Accurate structure prediction of cyclic peptides containing unnatural amino acids using HighFold3

Cyclic peptides have emerged as a research hotspot in drug development in recent years due to their excellent stability, specificity, and cell penetration. However, existing computational models face challenges in accurately predicting the three-dimensional structures of cyclic peptides containing unnatural amino acids (unAAs), thereby limiting their drug design. The release of AlphaFold 3 has significantly enhanced the modeling capability of biomolecular complexes and enabled the inclusion of unAAs through definitions provided by the Chemical Component Dictionary (CCD). Nevertheless, its training data reliance limits its ability to accurately predict cyclic peptide structures, failing to meet the demand for precise cyclic peptide structure prediction.
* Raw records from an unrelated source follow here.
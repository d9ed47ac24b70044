//! Wasmtime-backed execution environment
//!
//! Wasmtime compiles a whole module up front and runs the start function as
//! part of instantiation, so the per-function compile step here is a signature
//! check and "start" means "instantiate". Wasmtime does not say whether a
//! module declares a start function, so every start request is honored with a
//! fresh instance: globals and memory are reset and any start function runs
//! again. Imports are linked as traps: they are never benchmarked, but the
//! module must still instantiate.

use wasmtime::{
    Config, Engine, ExternType, Func, FuncType, Instance, InstancePre, Linker, Module, Store,
    StoreLimits, StoreLimitsBuilder, Val, ValType,
};

use super::{BoundModule, ExecutionEnvironment, FunctionInfo, RuntimeError};

/// Tunables applied when the engine and store are created
#[derive(Debug, Clone, Copy, Default)]
pub struct EngineOptions {
    pub max_wasm_stack: Option<usize>,
    pub memory_limit: Option<usize>,
}

pub struct WasmtimeEnvironment {
    engine: Engine,
    options: EngineOptions,
}

/// Per-store host state
pub struct HostState {
    limits: StoreLimits,
}

impl WasmtimeEnvironment {
    pub fn new(options: EngineOptions) -> Result<Self, RuntimeError> {
        let mut config = Config::new();
        if let Some(bytes) = options.max_wasm_stack {
            config.max_wasm_stack(bytes);
        }
        let engine = Engine::new(&config).map_err(|e| describe(&e))?;
        Ok(Self { engine, options })
    }
}

impl ExecutionEnvironment for WasmtimeEnvironment {
    type Parsed = Module;
    type Runtime = Store<HostState>;
    type Bound = WasmtimeModule;

    fn new_runtime(&self) -> Result<Self::Runtime, RuntimeError> {
        let mut limits = StoreLimitsBuilder::new();
        if let Some(bytes) = self.options.memory_limit {
            limits = limits.memory_size(bytes);
        }
        let mut store = Store::new(
            &self.engine,
            HostState {
                limits: limits.build(),
            },
        );
        store.limiter(|state| &mut state.limits);
        Ok(store)
    }

    fn parse(&self, bytes: &[u8]) -> Result<Module, RuntimeError> {
        Module::new(&self.engine, bytes).map_err(|e| describe(&e))
    }

    fn load(&self, runtime: Self::Runtime, module: Module) -> Result<WasmtimeModule, RuntimeError> {
        let mut linker: Linker<HostState> = Linker::new(&self.engine);
        linker
            .define_unknown_imports_as_traps(&module)
            .map_err(|e| describe(&e))?;
        let pre = linker.instantiate_pre(&module).map_err(|e| describe(&e))?;

        let mut functions = Vec::new();
        let mut slots = Vec::new();

        for import in module.imports() {
            if let ExternType::Func(_) = import.ty() {
                functions.push(FunctionInfo {
                    names: vec![format!("{}.{}", import.module(), import.name())],
                    imported: true,
                    compiled: false,
                });
                slots.push(Slot::Imported);
            }
        }

        for export in module.exports() {
            if let ExternType::Func(ty) = export.ty() {
                functions.push(FunctionInfo {
                    names: vec![export.name().to_string()],
                    imported: false,
                    compiled: false,
                });
                slots.push(Slot::Export(ExportSlot {
                    name: export.name().to_string(),
                    ty,
                    wide_argument: false,
                    handle: None,
                    last_result: 0.0,
                }));
            }
        }

        Ok(WasmtimeModule {
            store: runtime,
            pre,
            instance: None,
            functions,
            slots,
        })
    }
}

enum Slot {
    Imported,
    Export(ExportSlot),
}

struct ExportSlot {
    name: String,
    ty: FuncType,
    /// Iteration count is passed as i64 rather than i32
    wide_argument: bool,
    handle: Option<Func>,
    last_result: f64,
}

pub struct WasmtimeModule {
    store: Store<HostState>,
    pre: InstancePre<HostState>,
    instance: Option<Instance>,
    functions: Vec<FunctionInfo>,
    slots: Vec<Slot>,
}

impl WasmtimeModule {
    fn export_slot(&mut self, function: usize) -> Result<&mut ExportSlot, RuntimeError> {
        match self.slots.get_mut(function) {
            Some(Slot::Export(slot)) => Ok(slot),
            Some(Slot::Imported) => Err(RuntimeError::new("function is imported")),
            None => Err(RuntimeError::new(format!("no function at index {}", function))),
        }
    }
}

impl BoundModule for WasmtimeModule {
    fn functions(&self) -> &[FunctionInfo] {
        &self.functions
    }

    fn compile(&mut self, function: usize) -> Result<(), RuntimeError> {
        let slot = self.export_slot(function)?;

        let params: Vec<ValType> = slot.ty.params().collect();
        let results: Vec<ValType> = slot.ty.results().collect();

        let wide_argument = match params.as_slice() {
            [ValType::I32] => false,
            [ValType::I64] => true,
            _ => {
                return Err(RuntimeError::new(format!(
                    "{}: expected a single i32 or i64 parameter",
                    slot.name
                )))
            }
        };
        if !matches!(
            results.as_slice(),
            [ValType::I32 | ValType::I64 | ValType::F32 | ValType::F64]
        ) {
            return Err(RuntimeError::new(format!(
                "{}: expected a single numeric result",
                slot.name
            )));
        }

        slot.wide_argument = wide_argument;
        self.functions[function].compiled = true;
        Ok(())
    }

    // Instantiation is the start step, with or without a start section
    fn declares_start(&self) -> bool {
        true
    }

    fn run_start(&mut self) -> Result<(), RuntimeError> {
        let instance = self
            .pre
            .instantiate(&mut self.store)
            .map_err(|e| describe(&e))?;
        // Cached handles belong to the previous instance
        for slot in &mut self.slots {
            if let Slot::Export(slot) = slot {
                slot.handle = None;
            }
        }
        self.instance = Some(instance);
        Ok(())
    }

    fn call(&mut self, function: usize, iterations: u64) -> Result<(), RuntimeError> {
        let instance = self
            .instance
            .ok_or_else(|| RuntimeError::new("module is not instantiated"))?;

        let slot = match self.slots.get_mut(function) {
            Some(Slot::Export(slot)) => slot,
            _ => return Err(RuntimeError::new("not an exported function")),
        };

        let func = match slot.handle {
            Some(func) => func,
            None => {
                let func = instance
                    .get_func(&mut self.store, &slot.name)
                    .ok_or_else(|| RuntimeError::new(format!("export {} not found", slot.name)))?;
                slot.handle = Some(func);
                func
            }
        };

        let argument = if slot.wide_argument {
            Val::I64(iterations as i64)
        } else {
            let narrow = i32::try_from(iterations).map_err(|_| {
                RuntimeError::new(format!("iteration count {} does not fit in i32", iterations))
            })?;
            Val::I32(narrow)
        };

        let mut results = [Val::I32(0)];
        func.call(&mut self.store, &[argument], &mut results)
            .map_err(|e| describe(&e))?;
        slot.last_result = numeric(&results[0]);
        Ok(())
    }

    fn result(&self, function: usize) -> f64 {
        match self.slots.get(function) {
            Some(Slot::Export(slot)) => slot.last_result,
            _ => 0.0,
        }
    }
}

fn numeric(value: &Val) -> f64 {
    match value {
        Val::I32(v) => *v as f64,
        Val::I64(v) => *v as f64,
        Val::F32(bits) => f32::from_bits(*bits) as f64,
        Val::F64(bits) => f64::from_bits(*bits),
        _ => 0.0,
    }
}

// Keep report lines single-line: wasmtime errors carry multi-line context.
fn describe(err: &wasmtime::Error) -> RuntimeError {
    let root = err.root_cause().to_string();
    let line = root.lines().next().unwrap_or("unknown error").trim();
    RuntimeError::new(line)
}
Based on the AlphaFold 3 framework, we developed HighFold3 by introducing the Cyclic Position Offset Encoding Matrix (CycPOEM). HighFold3 comprises two submodels: HighFold3-Linear and HighFold3–Cyclic, designed for predicting the structures of linear and cyclic peptides, respectively. Our results demonstrate that HighFold3 outperforms existing models (HighFold, HighFold2, CyclicBoltz1, NCPepFold, CABS-flex, ESMFold, and HelixFold) in cyclic peptide structure prediction. It achieves atomic-level precision in predicting cyclic peptide monomers while demonstrating enhanced accuracy and generalization capability for cyclic peptide complexes containing unAAs. This offers unprecedented technical support for the structural design and optimization of cyclic peptide–based therapeutics.